En preparación de la operación y por
consejo de mi endocrino, yo llevaba unos días utilizando dos unidades de
Levemir por la mañana y había reducido la parte proporcional de mis basales
durante doce horas al día. Además había practicado ayuno durante los tres días
previos a la operación para asegurarme de encontrar el punto de parámetros
perfecto para la cirugía. Intentaba reproducir las condiciones que tendría el
día 19 para entrar a quirófano en un 120 estable y cristalino. Con la Levemir,
pretendía tener un plan B por si durante la operación el anestesista se
asustaba con una bajada y me desconectaba la bomba. Si estaba mucho tiempo sin
bomba, corría peligro de una cetoacidosis, y nadie quiere eso ¿verdad? Bueno,
pues ese era el plan, del dicho al hecho, un trecho. Ya metida en el coche a
las 5:30 de la mañana y camino del hospital, entré en hipoglucemia y ni corta
ni perezosa empecé a re-chupar un sobrecito de gel de glucosa que dejaba se
deshiciera en mi boca sin tragar nada. Como no esperaba la hipoglucemia, y con
los nervios de la operación se me fue la mano y entré la hospital en 200 con
dos flechas hacia arriba. Aquello ya era
imposible, la hiperglucemia y la angustia por ésta se iban retroalimentando y ya cuando la
enfermera me puso la vía del suero, rocé el trescientos. Para el momento en que
entró el anestesista, yo ya estaba con ganas de llorar. Éste resultó ser un
médico suave que se complementaba bien con el traumatólogo, más cercano al
médico tipo marine de fuerzas especiales, o legionario. Discutí el uso de la
insulina con el anestesista, y él me tranquilizó y me dijo que sólo pondría
insulina si pasaba de 300 y no más de una unidad cada vez. No entré en detalles
sobre mi páncreas artificial, ni mis parámetros, pero él me dejó meter todo el
equipo conmigo en quirófano. El páncreas me ayudó a salir de quirófano en 240,
pero no logró devolverme al 105 habitual.
Después
de la operación, yo tuve una reacción inusitada a la anestesia y estuve
prácticamente inconsciente durante 24 h, y apenas despierta durante tres días.

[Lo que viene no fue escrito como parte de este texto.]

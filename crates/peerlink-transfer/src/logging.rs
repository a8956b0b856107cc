//! Structured transfer logging.
//!
//! Both engines report lifecycle and per-chunk events through a
//! [`TransferLogger`] so embedders can route them anywhere.

use std::fmt;

use crate::stats;

/// Structured log entry for a transfer operation.
#[derive(Debug, Clone)]
pub struct TransferLog {
    pub component: &'static str,
    /// Receiver transfer id, or `entry-<id>` for send-queue entries.
    pub transfer_id: String,
    pub event: TransferEvent,
}

/// Transfer events that can be logged.
#[derive(Debug, Clone)]
pub enum TransferEvent {
    /// Sender: file added to the queue
    Queued {
        name: String,
        size: u64,
        resume_from: i64,
    },
    /// Sender: meta announced to the receiver
    MetaSent {
        name: String,
        total_chunks: u64,
        reannounce: bool,
    },
    /// Sender: chunk handed to the channel
    ChunkSent { index: u64, size: usize },
    /// Sender: ack matched the in-flight chunk
    ChunkAcked { index: u64 },
    /// Sender: ack that matched nothing in flight
    StaleAck { index: u64, expected: Option<u64> },
    /// Sender: receiver asked to continue from an index
    ResumeRequested { from_chunk: u64 },
    /// Receiver: new or resumed transfer
    Started {
        name: String,
        size: u64,
        total_chunks: u64,
        resumed_at: u64,
    },
    /// Receiver: chunk durably stored
    ChunkPersisted { index: u64, size: usize },
    /// Receiver: frame dropped after a resume request
    FrameDiscarded { size: usize },
    Paused { chunks: u64 },
    Cancelled { by_peer: bool },
    /// Transfer complete
    Complete {
        total_bytes: u64,
        chunks: u64,
        duration_ms: u64,
    },
    /// Error occurred
    Error { message: String },
}

impl fmt::Display for TransferEvent {
    fn fmt(&self, f: &mut fmt::Formatter<'_>) -> fmt::Result {
        match self {
            Self::Queued { name, size, resume_from } => {
                write!(f, "queued name={} size={} resume_from={}", name, size, resume_from)
            }
            Self::MetaSent { name, total_chunks, reannounce } => {
                write!(f, "meta_sent name={} chunks={} reannounce={}", name, total_chunks, reannounce)
            }
            Self::ChunkSent { index, size } => {
                write!(f, "chunk_sent idx={} size={}", index, size)
            }
            Self::ChunkAcked { index } => write!(f, "chunk_acked idx={}", index),
            Self::StaleAck { index, expected } => match expected {
                Some(expected) => write!(f, "stale_ack idx={} expected={}", index, expected),
                None => write!(f, "stale_ack idx={} expected=none", index),
            },
            Self::ResumeRequested { from_chunk } => {
                write!(f, "resume_requested from={}", from_chunk)
            }
            Self::Started { name, size, total_chunks, resumed_at } => {
                write!(
                    f,
                    "started name={} size={} chunks={} resumed_at={}",
                    name, size, total_chunks, resumed_at
                )
            }
            Self::ChunkPersisted { index, size } => {
                write!(f, "chunk_persisted idx={} size={}", index, size)
            }
            Self::FrameDiscarded { size } => write!(f, "frame_discarded size={}", size),
            Self::Paused { chunks } => write!(f, "paused chunks={}", chunks),
            Self::Cancelled { by_peer } => write!(f, "cancelled by_peer={}", by_peer),
            Self::Complete { total_bytes, chunks, duration_ms } => {
                let rate = if *duration_ms > 0 {
                    *total_bytes * 1000 / *duration_ms
                } else {
                    *total_bytes
                };
                write!(
                    f,
                    "complete bytes={} chunks={} duration_ms={} rate={}/s",
                    stats::format_bytes(*total_bytes),
                    chunks,
                    duration_ms,
                    stats::format_bytes(rate)
                )
            }
            Self::Error { message } => write!(f, "error: {}", message),
        }
    }
}

/// Trait for transfer logging. Implementations can write to tracing,
/// forward to a UI, or discard entries.
pub trait TransferLogger: Send + Sync {
    fn log(&self, entry: TransferLog);
}

/// Logger that uses the `tracing` crate.
pub struct TracingLogger;

impl TransferLogger for TracingLogger {
    fn log(&self, entry: TransferLog) {
        // Info for lifecycle events, debug for per-chunk spam
        match &entry.event {
            TransferEvent::ChunkSent { .. }
            | TransferEvent::ChunkAcked { .. }
            | TransferEvent::ChunkPersisted { .. } => {
                tracing::debug!(
                    component = entry.component,
                    transfer_id = %entry.transfer_id,
                    "{}",
                    entry.event,
                );
            }
            TransferEvent::StaleAck { .. }
            | TransferEvent::FrameDiscarded { .. }
            | TransferEvent::Error { .. } => {
                tracing::warn!(
                    component = entry.component,
                    transfer_id = %entry.transfer_id,
                    "{}",
                    entry.event,
                );
            }
            _ => {
                tracing::info!(
                    component = entry.component,
                    transfer_id = %entry.transfer_id,
                    "{}",
                    entry.event,
                );
            }
        }
    }
}

/// No-op logger that discards all log entries.
pub struct NullLogger;

impl TransferLogger for NullLogger {
    fn log(&self, _entry: TransferLog) {}
}
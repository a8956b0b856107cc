//! Data channel surface consumed by the transfer engines.

use peerlink_types::{ChannelMessage, ControlFrame};
use tokio::sync::mpsc::{self, UnboundedReceiver, UnboundedSender};

use crate::error::{Result, TransferError};

/// Events surfaced by an established peer channel.
#[derive(Debug, Clone, PartialEq, Eq)]
pub enum ChannelEvent {
    Open,
    Message(ChannelMessage),
    Close,
}

/// An ordered, reliable, message-oriented channel to the remote peer.
pub trait DataChannel: Send {
    fn send_text(&self, text: String) -> Result<()>;

    fn send_binary(&self, data: Vec<u8>) -> Result<()>;

    fn send_frame(&self, frame: &ControlFrame) -> Result<()> {
        self.send_text(frame.to_json())
    }
}

/// In-process channel: every send lands as a `ChannelEvent::Message` on the
/// peer's event queue.
#[derive(Debug, Clone)]
pub struct MpscChannel {
    peer: UnboundedSender<ChannelEvent>,
}

impl MpscChannel {
    /// Two connected ends. Both event queues start with `ChannelEvent::Open`.
    pub fn pair() -> (
        (MpscChannel, UnboundedReceiver<ChannelEvent>),
        (MpscChannel, UnboundedReceiver<ChannelEvent>),
    ) {
        let (a_tx, a_rx) = mpsc::unbounded_channel();
        let (b_tx, b_rx) = mpsc::unbounded_channel();
        let _ = a_tx.send(ChannelEvent::Open);
        let _ = b_tx.send(ChannelEvent::Open);

        // Each end writes into the other end's queue.
        ((MpscChannel { peer: b_tx }, a_rx), (MpscChannel { peer: a_tx }, b_rx))
    }

    /// Tell the peer the channel went away.
    pub fn close(&self) {
        let _ = self.peer.send(ChannelEvent::Close);
    }

    fn push(&self, msg: ChannelMessage) -> Result<()> {
        self.peer
            .send(ChannelEvent::Message(msg))
            .map_err(|_| TransferError::Channel("peer dropped its end of the channel".into()))
    }
}

impl DataChannel for MpscChannel {
    fn send_text(&self, text: String) -> Result<()> {
        self.push(ChannelMessage::Text(text))
    }

    fn send_binary(&self, data: Vec<u8>) -> Result<()> {
        self.push(ChannelMessage::Binary(data))
    }
}
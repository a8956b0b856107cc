use serde::{Deserialize, Serialize};

/// Commands sent FROM a peer TO the signaling relay.
#[derive(Debug, Clone, PartialEq, Serialize, Deserialize)]
#[serde(tag = "type", rename_all = "snake_case")]
pub enum SignalCommand {
    /// Join a room, leaving any room the session was in before
    Join {
        #[serde(rename = "roomId")]
        room_id: String,
    },

    /// Session description offer, relayed verbatim
    Offer {
        #[serde(rename = "roomId")]
        room_id: String,
        payload: serde_json::Value,
    },

    /// Session description answer, relayed verbatim
    Answer {
        #[serde(rename = "roomId")]
        room_id: String,
        payload: serde_json::Value,
    },

    /// Connectivity candidate, relayed verbatim
    IceCandidate {
        #[serde(rename = "roomId")]
        room_id: String,
        payload: serde_json::Value,
    },

    /// Leave the room explicitly
    Leave {
        #[serde(rename = "roomId")]
        room_id: String,
    },
}

impl SignalCommand {
    pub fn room_id(&self) -> &str {
        match self {
            Self::Join { room_id }
            | Self::Offer { room_id, .. }
            | Self::Answer { room_id, .. }
            | Self::IceCandidate { room_id, .. }
            | Self::Leave { room_id } => room_id,
        }
    }
}

/// Events sent FROM the relay TO a peer.
#[derive(Debug, Clone, PartialEq, Serialize, Deserialize)]
#[serde(tag = "type", rename_all = "snake_case")]
pub enum SignalEvent {
    /// Relay confirms the join to the joiner
    Joined {
        #[serde(rename = "roomId")]
        room_id: String,
    },

    /// Another session joined the room
    PeerJoined {
        #[serde(rename = "roomId")]
        room_id: String,
    },

    Offer {
        #[serde(rename = "roomId")]
        room_id: String,
        payload: serde_json::Value,
    },

    Answer {
        #[serde(rename = "roomId")]
        room_id: String,
        payload: serde_json::Value,
    },

    IceCandidate {
        #[serde(rename = "roomId")]
        room_id: String,
        payload: serde_json::Value,
    },

    /// A member left or its socket closed
    PeerLeft {
        #[serde(rename = "roomId")]
        room_id: String,
    },
}

impl SignalEvent {
    /// Relayable commands map one-to-one onto the event delivered to the
    /// other members. Room bookkeeping commands return `None`.
    pub fn relayed(cmd: SignalCommand) -> Option<Self> {
        match cmd {
            SignalCommand::Offer { room_id, payload } => Some(Self::Offer { room_id, payload }),
            SignalCommand::Answer { room_id, payload } => Some(Self::Answer { room_id, payload }),
            SignalCommand::IceCandidate { room_id, payload } => {
                Some(Self::IceCandidate { room_id, payload })
            }
            SignalCommand::Join { .. } | SignalCommand::Leave { .. } => None,
        }
    }
}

Sin comer, ni beber, en 250 continuos vomitaba cuanto bebía. El Bra mantenía el
contacto telefónico con los enfermeros del hospital que no creían que estuviera
en cetoacidosis porque no pasaba de 250. En casa, yo hacía controles de acetona
y para mi sorpresa aparecían bajos. El plan originario era aumentar las basales
después de la operación un 50% para lidiar con el estrés físico de la
recuperación, pero estaba yo como para cálculos, y no era ni capaz de decirle
al Bra cómo hacer los cambios. El seguía poniéndome bolos de insulina con la
opción de hidratos de Loop y así iba sobreviviendo.
En un
micro momento de lucidez durante esta Odisea, pensé que no llegaría a ver la
luz del día siguiente. Pensé que había llegado mi hora y tras una angustia
insoportable que me salió directamente de los intestinos, recordé el verso de
Quevedo “serán cenizas, más tendrán sentido, polvo serán más polvo enamorado”.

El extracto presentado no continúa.